* Stored data
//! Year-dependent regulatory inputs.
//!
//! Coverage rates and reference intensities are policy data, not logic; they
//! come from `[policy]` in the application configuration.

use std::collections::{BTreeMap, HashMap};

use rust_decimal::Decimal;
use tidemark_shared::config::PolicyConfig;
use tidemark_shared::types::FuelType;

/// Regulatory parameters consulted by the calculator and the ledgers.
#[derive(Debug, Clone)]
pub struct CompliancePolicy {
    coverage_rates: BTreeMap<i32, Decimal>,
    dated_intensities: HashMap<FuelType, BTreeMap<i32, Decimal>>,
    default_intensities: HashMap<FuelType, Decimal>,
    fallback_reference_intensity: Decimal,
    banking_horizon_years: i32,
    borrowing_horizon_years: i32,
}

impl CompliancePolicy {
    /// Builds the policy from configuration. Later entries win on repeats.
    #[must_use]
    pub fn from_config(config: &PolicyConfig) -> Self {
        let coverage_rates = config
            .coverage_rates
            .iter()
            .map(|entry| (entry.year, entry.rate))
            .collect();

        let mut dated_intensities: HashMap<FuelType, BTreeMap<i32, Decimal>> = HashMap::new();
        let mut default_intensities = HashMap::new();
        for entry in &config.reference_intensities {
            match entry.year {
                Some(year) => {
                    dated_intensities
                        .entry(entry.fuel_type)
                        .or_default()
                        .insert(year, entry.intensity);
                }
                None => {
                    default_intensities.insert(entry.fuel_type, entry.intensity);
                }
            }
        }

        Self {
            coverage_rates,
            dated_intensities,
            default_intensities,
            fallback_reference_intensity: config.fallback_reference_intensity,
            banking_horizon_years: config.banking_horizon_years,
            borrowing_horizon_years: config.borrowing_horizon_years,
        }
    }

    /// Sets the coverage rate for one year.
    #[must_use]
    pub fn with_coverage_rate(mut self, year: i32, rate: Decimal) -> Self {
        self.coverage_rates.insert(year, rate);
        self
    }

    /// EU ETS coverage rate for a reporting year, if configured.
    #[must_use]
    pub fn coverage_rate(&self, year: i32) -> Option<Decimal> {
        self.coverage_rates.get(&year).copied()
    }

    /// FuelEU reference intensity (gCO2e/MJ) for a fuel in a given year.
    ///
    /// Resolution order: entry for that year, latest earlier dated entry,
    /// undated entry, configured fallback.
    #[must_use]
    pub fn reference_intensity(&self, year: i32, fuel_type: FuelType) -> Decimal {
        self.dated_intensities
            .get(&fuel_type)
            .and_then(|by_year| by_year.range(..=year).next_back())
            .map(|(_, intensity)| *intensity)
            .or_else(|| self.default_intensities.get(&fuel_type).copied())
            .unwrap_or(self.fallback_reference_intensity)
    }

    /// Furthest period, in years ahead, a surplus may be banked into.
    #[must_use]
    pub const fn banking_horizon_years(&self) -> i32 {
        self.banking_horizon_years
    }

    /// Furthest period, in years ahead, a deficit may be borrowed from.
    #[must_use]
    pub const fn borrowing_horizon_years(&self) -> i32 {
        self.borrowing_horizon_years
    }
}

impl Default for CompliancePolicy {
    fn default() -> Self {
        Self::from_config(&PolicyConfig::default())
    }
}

* What this task involves
Using the material above, transcribe exactly the lines from the line with "pub fn from_config(config: &PolicyConfig)" to the line with "let mut default_intensities"; both count, and nothing else goes in.

* Task solution
    pub fn from_config(config: &PolicyConfig) -> Self {
        let coverage_rates = config
            .coverage_rates
            .iter()
            .map(|entry| (entry.year, entry.rate))
            .collect();

        let mut dated_intensities: HashMap<FuelType, BTreeMap<i32, Decimal>> = HashMap::new();
        let mut default_intensities = HashMap::new();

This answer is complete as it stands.